Dataset: Begin

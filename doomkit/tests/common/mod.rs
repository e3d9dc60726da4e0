//! Shared fixtures for integration tests.

#![allow(dead_code)]

use std::io::{Cursor, Write};
use std::time::Duration;

use doomkit::config::AssetConfig;
use tempfile::TempDir;
use zip::write::SimpleFileOptions;
use zip::{CompressionMethod, ZipWriter};

/// Build an in-memory ZIP archive. Names ending in `/` become directories.
pub fn build_zip(entries: &[(&str, &str)]) -> Vec<u8> {
    let mut zip = ZipWriter::new(Cursor::new(Vec::new()));
    let options = SimpleFileOptions::default().compression_method(CompressionMethod::Deflated);
    for (name, data) in entries {
        if name.ends_with('/') {
            zip.add_directory(*name, options).unwrap();
        } else {
            zip.start_file(*name, options).unwrap();
            zip.write_all(data.as_bytes()).unwrap();
        }
    }
    zip.finish().unwrap().into_inner()
}

/// The layout of the v1.9 shareware zip: everything under one folder.
pub fn shareware_zip() -> Vec<u8> {
    build_zip(&[
        ("DOOMS/", ""),
        ("DOOMS/DOOM.EXE", "exe-bytes"),
        ("DOOMS/DOOM1.WAD", "wad-bytes"),
        ("DOOMS/SETUP.EXE", "setup-bytes"),
        ("DOOMS/README.TXT", "readme"),
        ("DOOMS/FILE_ID.DIZ", "id"),
    ])
}

/// Config pointing at a fresh directory inside `temp`, with short timeouts.
pub fn test_config(temp: &TempDir, sources: &[String]) -> AssetConfig {
    AssetConfig::new(temp.path().join("doom"))
        .with_sources(sources.iter().cloned())
        .with_connect_timeout(Duration::from_secs(2))
        .with_attempt_timeout(Duration::from_secs(5))
        .with_total_timeout(Duration::from_secs(20))
}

Dataset: End

• [Work request]
Please provide an exact transcription of each line from the one holding "zip.write_all(data.as_bytes()).unwrap();" through the final line of the data above.

• [Solution for this exercise]
            zip.write_all(data.as_bytes()).unwrap();
        }
    }
    zip.finish().unwrap().into_inner()
}

/// The layout of the v1.9 shareware zip: everything under one folder.
pub fn shareware_zip() -> Vec<u8> {
    build_zip(&[
        ("DOOMS/", ""),
        ("DOOMS/DOOM.EXE", "exe-bytes"),
        ("DOOMS/DOOM1.WAD", "wad-bytes"),
        ("DOOMS/SETUP.EXE", "setup-bytes"),
        ("DOOMS/README.TXT", "readme"),
        ("DOOMS/FILE_ID.DIZ", "id"),
    ])
}

/// Config pointing at a fresh directory inside `temp`, with short timeouts.
pub fn test_config(temp: &TempDir, sources: &[String]) -> AssetConfig {
    AssetConfig::new(temp.path().join("doom"))
        .with_sources(sources.iter().cloned())
        .with_connect_timeout(Duration::from_secs(2))
        .with_attempt_timeout(Duration::from_secs(5))
        .with_total_timeout(Duration::from_secs(20))
}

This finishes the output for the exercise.